_WHAT TO DO_
Your response should be every line from the entries that includes the string "appended".
──────── MATERIAL SUPPLIED
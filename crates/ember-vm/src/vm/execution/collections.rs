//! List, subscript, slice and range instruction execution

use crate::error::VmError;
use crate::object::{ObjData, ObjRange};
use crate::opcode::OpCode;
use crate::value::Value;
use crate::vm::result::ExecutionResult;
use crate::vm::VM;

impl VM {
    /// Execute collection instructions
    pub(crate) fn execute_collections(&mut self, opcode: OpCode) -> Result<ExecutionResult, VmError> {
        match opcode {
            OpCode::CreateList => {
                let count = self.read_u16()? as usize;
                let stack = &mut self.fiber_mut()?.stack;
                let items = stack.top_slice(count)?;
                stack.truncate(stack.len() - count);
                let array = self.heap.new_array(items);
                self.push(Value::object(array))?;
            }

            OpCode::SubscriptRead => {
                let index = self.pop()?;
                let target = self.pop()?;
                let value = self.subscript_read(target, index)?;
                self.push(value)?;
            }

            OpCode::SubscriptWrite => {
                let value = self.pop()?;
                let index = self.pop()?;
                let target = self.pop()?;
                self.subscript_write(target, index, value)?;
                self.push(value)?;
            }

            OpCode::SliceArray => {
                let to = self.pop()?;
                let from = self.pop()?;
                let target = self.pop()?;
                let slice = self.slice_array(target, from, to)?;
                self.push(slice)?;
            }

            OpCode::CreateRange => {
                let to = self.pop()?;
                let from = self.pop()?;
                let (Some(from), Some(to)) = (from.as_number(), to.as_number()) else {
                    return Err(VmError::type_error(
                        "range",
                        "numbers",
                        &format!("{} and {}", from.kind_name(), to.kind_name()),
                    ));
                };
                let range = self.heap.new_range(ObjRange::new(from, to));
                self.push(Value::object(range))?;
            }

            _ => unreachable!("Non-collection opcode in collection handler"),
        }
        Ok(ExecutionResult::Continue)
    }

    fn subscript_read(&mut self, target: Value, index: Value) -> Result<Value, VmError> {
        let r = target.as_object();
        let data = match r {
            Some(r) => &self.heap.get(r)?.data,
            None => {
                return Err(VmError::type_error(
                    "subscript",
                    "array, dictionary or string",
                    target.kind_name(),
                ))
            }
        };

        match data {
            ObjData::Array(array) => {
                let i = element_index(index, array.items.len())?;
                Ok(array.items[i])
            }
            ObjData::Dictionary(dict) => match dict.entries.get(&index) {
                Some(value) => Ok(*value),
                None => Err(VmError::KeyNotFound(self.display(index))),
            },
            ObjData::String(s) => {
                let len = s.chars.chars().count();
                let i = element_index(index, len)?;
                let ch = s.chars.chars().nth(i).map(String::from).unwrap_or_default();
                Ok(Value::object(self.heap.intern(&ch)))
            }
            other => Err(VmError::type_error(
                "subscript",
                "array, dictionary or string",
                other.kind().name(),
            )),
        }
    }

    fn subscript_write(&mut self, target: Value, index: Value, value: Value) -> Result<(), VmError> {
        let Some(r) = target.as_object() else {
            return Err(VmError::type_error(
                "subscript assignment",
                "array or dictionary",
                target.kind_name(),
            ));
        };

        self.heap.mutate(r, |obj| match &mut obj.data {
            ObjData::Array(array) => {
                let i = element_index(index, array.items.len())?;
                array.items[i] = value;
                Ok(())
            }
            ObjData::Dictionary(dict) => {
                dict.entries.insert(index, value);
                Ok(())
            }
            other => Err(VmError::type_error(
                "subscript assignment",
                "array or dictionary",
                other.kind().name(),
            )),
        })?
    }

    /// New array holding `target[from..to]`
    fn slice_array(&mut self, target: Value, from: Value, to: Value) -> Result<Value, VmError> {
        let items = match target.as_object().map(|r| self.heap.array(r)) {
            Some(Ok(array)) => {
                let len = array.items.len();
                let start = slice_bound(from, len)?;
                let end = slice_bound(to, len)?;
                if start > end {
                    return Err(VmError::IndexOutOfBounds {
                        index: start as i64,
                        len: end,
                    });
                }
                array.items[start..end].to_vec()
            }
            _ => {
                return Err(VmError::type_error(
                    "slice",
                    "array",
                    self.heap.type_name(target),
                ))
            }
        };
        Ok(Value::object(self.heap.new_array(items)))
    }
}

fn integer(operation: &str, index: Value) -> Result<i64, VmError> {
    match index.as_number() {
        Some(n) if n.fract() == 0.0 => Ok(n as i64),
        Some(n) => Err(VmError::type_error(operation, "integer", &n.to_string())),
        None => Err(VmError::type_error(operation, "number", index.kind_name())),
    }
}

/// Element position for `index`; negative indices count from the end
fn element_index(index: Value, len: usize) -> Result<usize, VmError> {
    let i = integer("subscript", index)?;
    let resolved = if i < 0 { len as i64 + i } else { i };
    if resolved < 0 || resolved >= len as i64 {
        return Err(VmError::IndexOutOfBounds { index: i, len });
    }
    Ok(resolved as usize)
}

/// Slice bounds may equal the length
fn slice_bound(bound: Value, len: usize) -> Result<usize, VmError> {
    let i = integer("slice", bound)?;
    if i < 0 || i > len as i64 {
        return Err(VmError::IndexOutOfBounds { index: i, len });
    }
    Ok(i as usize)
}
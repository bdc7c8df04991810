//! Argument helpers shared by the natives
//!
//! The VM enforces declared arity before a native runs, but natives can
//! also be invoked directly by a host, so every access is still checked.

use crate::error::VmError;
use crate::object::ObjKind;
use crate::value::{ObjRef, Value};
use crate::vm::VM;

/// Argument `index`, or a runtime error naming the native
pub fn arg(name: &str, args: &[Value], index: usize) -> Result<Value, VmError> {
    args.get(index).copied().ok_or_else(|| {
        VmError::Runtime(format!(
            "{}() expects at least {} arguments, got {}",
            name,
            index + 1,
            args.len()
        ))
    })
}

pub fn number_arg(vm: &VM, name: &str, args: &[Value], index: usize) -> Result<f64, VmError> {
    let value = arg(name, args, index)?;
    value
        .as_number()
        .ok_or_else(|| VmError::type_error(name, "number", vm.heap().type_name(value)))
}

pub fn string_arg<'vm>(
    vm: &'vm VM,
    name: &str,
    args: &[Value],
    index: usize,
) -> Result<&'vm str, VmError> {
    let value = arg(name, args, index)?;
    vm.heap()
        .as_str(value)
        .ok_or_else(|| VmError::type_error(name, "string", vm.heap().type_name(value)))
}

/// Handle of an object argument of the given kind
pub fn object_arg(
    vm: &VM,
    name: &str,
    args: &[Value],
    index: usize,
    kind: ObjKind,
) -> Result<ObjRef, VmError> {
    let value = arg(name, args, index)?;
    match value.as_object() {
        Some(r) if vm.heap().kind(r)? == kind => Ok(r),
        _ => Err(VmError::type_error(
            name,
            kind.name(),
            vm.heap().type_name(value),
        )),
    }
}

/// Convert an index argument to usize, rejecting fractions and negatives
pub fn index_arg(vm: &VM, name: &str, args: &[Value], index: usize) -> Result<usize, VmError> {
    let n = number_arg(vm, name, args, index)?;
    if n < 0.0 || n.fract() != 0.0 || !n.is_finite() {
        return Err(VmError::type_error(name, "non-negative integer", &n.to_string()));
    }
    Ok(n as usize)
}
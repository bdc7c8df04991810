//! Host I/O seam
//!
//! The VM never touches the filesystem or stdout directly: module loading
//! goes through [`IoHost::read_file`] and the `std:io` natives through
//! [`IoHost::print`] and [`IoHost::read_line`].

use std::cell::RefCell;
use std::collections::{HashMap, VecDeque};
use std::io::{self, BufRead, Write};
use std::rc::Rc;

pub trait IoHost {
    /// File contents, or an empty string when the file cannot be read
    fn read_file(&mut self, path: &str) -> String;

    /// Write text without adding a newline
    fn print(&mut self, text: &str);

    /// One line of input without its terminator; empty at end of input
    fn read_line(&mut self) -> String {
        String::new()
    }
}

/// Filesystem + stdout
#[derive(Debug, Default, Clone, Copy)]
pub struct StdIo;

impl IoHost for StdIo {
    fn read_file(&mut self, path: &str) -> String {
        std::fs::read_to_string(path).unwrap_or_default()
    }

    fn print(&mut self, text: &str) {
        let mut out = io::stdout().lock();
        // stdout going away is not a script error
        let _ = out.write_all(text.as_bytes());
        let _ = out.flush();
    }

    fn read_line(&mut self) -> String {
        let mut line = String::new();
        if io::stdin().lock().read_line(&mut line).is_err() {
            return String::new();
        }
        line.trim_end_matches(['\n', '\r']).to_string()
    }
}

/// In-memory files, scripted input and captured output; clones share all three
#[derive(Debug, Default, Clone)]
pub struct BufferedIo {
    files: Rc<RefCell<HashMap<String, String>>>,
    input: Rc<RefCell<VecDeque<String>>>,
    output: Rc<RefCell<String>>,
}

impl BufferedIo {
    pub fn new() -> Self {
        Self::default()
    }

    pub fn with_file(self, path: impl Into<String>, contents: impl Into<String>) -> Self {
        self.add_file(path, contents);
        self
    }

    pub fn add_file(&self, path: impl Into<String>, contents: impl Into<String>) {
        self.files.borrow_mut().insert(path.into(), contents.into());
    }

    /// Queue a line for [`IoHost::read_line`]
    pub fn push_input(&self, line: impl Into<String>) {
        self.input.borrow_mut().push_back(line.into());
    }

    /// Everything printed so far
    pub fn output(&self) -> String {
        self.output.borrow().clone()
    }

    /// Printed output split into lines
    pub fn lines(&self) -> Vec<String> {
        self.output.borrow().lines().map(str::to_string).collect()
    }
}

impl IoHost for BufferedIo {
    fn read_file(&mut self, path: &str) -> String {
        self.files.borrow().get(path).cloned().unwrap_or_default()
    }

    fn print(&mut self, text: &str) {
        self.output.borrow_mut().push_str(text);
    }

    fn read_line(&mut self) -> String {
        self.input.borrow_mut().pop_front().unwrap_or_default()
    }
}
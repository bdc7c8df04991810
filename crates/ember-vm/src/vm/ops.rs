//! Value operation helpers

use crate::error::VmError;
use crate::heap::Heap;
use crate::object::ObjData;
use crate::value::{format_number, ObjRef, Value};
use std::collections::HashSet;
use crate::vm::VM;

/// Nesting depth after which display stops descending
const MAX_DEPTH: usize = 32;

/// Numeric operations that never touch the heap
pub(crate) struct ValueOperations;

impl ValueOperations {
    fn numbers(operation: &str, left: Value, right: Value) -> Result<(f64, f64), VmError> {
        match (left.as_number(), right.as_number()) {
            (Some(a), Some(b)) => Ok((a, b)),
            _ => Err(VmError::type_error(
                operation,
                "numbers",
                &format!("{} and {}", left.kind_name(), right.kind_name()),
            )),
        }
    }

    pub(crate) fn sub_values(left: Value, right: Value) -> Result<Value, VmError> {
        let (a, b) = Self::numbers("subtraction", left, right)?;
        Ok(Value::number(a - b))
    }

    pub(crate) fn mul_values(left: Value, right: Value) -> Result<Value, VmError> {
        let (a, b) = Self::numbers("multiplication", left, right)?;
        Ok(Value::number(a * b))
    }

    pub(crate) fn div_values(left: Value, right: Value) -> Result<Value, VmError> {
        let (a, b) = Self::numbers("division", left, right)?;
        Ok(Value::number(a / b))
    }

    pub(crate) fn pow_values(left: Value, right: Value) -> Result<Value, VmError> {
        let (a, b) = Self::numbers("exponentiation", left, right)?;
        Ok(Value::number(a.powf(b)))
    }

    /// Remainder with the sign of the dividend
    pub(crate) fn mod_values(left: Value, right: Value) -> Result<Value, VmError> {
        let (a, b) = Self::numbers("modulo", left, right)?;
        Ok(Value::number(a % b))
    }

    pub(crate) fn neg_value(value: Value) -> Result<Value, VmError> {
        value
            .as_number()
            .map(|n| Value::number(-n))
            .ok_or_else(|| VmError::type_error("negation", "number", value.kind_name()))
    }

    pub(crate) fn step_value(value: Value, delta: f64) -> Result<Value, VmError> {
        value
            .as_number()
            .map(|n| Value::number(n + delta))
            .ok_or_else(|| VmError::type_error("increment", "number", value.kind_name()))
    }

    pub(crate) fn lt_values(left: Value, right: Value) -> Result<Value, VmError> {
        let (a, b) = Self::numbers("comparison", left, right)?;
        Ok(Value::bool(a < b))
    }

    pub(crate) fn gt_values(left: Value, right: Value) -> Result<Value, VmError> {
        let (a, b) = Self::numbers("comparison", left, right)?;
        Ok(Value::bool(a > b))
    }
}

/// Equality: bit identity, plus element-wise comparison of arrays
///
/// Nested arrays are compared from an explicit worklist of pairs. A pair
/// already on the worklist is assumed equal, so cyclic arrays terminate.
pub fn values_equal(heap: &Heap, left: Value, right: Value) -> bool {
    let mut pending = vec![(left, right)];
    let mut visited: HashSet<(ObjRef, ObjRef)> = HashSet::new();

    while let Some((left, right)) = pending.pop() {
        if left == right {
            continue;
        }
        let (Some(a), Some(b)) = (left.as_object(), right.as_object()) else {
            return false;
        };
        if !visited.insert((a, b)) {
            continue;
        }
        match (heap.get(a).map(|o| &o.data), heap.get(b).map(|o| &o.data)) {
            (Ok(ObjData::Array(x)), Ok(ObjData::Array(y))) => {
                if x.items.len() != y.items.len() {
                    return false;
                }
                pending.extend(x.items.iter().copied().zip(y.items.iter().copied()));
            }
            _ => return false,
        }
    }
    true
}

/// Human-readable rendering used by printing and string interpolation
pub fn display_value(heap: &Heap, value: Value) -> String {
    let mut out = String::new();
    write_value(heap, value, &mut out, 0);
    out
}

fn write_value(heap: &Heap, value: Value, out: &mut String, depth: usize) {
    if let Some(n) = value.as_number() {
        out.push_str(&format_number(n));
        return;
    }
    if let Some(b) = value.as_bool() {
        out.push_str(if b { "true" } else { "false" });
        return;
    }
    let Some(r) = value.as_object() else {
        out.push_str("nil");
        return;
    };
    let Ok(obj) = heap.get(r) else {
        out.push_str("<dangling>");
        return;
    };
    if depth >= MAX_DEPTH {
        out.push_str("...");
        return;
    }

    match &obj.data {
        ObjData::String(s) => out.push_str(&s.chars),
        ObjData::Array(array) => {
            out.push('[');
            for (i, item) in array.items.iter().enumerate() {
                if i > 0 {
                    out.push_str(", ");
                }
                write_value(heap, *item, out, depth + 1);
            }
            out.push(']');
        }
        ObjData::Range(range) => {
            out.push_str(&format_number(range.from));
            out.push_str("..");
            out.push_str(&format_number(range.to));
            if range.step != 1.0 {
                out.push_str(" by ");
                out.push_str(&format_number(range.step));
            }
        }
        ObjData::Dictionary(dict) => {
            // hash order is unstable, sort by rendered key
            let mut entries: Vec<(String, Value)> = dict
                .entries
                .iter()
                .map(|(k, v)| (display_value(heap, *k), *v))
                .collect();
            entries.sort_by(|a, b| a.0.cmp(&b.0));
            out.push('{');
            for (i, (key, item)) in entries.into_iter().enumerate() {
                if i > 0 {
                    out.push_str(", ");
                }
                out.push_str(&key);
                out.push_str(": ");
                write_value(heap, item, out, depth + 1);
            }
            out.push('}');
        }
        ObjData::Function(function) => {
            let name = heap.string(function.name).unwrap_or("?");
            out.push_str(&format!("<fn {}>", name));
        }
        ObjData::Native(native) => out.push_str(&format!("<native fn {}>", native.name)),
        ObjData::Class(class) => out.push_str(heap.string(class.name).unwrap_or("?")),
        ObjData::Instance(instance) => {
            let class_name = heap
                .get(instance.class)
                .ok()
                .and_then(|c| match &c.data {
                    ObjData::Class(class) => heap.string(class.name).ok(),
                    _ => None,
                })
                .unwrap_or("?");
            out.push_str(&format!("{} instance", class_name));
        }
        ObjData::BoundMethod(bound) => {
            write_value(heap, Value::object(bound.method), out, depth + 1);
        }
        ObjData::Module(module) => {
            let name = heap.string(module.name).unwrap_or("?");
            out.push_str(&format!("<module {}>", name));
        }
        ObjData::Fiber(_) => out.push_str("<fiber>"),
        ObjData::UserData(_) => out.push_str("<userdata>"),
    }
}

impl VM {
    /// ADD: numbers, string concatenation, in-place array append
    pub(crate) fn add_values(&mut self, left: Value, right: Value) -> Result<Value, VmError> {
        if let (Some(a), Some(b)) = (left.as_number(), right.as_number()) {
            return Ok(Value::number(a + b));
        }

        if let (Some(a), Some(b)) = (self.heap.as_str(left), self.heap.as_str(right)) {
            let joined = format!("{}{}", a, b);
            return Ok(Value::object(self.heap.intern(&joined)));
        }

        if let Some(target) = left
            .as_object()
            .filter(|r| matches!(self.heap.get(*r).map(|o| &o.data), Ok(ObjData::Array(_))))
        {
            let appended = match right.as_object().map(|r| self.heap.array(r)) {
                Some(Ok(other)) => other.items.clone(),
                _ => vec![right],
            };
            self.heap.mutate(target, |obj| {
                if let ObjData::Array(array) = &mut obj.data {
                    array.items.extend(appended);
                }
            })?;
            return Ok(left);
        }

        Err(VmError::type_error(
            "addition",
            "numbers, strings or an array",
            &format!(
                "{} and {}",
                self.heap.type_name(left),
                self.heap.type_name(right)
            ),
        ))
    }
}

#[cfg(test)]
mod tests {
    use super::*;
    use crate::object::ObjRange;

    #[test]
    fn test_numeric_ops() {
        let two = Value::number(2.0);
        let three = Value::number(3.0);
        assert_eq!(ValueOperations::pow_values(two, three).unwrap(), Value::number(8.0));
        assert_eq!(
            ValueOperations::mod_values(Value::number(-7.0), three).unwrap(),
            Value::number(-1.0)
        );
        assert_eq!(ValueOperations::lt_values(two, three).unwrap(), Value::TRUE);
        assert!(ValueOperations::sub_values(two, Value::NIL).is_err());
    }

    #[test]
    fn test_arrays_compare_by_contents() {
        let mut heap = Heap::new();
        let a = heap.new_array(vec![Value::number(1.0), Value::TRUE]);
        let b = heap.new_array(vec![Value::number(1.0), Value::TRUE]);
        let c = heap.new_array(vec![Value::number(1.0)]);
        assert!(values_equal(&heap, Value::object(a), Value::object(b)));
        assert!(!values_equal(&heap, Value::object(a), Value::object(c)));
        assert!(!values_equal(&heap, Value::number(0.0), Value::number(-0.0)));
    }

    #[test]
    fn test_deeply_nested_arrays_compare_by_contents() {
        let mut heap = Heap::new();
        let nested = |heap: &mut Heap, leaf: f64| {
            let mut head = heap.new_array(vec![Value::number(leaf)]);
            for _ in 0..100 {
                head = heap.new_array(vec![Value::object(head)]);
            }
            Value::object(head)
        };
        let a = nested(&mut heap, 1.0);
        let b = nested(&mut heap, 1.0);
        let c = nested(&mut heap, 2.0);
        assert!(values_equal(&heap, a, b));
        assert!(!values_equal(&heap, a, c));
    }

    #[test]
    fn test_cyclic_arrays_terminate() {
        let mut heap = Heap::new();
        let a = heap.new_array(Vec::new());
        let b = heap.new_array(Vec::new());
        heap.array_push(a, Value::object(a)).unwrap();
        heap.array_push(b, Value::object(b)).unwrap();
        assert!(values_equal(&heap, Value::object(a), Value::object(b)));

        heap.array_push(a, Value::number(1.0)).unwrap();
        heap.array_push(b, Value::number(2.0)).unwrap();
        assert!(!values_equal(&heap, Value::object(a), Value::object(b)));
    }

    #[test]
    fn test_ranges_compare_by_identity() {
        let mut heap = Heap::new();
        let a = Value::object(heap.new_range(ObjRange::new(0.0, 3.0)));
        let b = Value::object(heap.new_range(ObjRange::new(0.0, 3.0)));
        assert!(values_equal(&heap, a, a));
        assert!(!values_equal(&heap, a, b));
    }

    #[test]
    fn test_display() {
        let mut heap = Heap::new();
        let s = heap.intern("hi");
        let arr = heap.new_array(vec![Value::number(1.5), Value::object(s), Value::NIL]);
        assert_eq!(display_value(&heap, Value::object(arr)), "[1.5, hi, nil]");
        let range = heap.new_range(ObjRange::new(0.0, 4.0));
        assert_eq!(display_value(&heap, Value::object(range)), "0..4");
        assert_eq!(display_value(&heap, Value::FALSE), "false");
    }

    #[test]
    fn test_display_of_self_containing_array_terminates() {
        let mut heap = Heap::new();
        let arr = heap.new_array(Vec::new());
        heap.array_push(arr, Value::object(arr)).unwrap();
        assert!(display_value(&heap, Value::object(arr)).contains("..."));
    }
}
────────────────
_FINAL ANSWER_
            let appended = match right.as_object().map(|r| self.heap.array(r)) {
                    array.items.extend(appended);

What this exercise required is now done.